Matty Murphy at Snowdon's Environmental Change Network
The Countryside Council for Wales (CCW) website has introduced a live link to a weather station on Snowdon.
The information is displayed on-screen in charts and dials showing temperature, rainfall, and wind.
But its users are warned that it can only offer a guide to an area where conditions can be highly unpredictable.
Matty Murphy, of the Snowdon Environmental Change Network, said although the site "would be a useful guide... weather conditions can change rapidly and without warning."
He said: "The new web pages will provide people with an idea of the weather before they set off from their homes.
"This should be a useful guide if used in conjunction with a local weather forecast.
"However it shouldn't be considered as the be-all and end-all as the weather can become quite treacherous very quickly and can catch out the unprepared walker."
More than 300,000 people try to climb to the summit of Snowdon every year and on average six die and about 70 are injured.
The website will also help scientists collect information on climate change with surveys of plants, animals, soils and water chemistry.
CCW director of science David Parker said: "The site also has a longer term purpose.
"We're working with our partners on the UK-wide ECN.
"As members of the network, we combine our data to map long-term environmental changes, such as the possible effects of climate change and pollution."
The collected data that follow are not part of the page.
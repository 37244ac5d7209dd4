/// Default when a response carries no `Content-Type` header.
pub const DEFAULT_CONTENT_TYPE: &str = "text/html; charset=utf-8";

/// A fully rendered page, as a web server would have sent it.
#[derive(Debug, Clone, PartialEq, Eq)]
pub struct Response {
    pub status: u16,
    /// In the order the renderer produced them.
    pub headers: Vec<(String, String)>,
    pub body: Vec<u8>,
}
impl Response {
    pub fn new(status: u16, body: impl Into<Vec<u8>>) -> Self {
        Self { status, headers: Vec::new(), body: body.into() }
    }

    pub fn with_header(mut self, name: impl Into<String>, value: impl Into<String>) -> Self {
        self.headers.push((name.into(), value.into()));
        self
    }

    /// First header with the given name, compared case-insensitively.
    pub fn header(&self, name: &str) -> Option<&str> {
        self.headers.iter().find(|(n, _)| n.eq_ignore_ascii_case(name)).map(|(_, v)| v.as_str())
    }

    pub fn content_type(&self) -> &str {
        self.header("Content-Type").unwrap_or(DEFAULT_CONTENT_TYPE)
    }

    pub fn location(&self) -> Option<&str> {
        self.header("Location")
    }

    pub fn is_redirect(&self) -> bool {
        (300..400).contains(&self.status)
    }

    pub fn is_server_error(&self) -> bool {
        self.status >= 500
    }
}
"Climate change could change the face of Wales as we know it, and so it is vitally important that we learn and understand more about the changing patterns of our weather.
"But the network gives us much more than that - it gives us a good gauge of changes over the range of records it makes - from temperature and rainfall to vegetation changes and butterfly abundance.
"This will hopefully stand us in good stead as we start to look at and live with the implications of climate change - for both people and wildlife."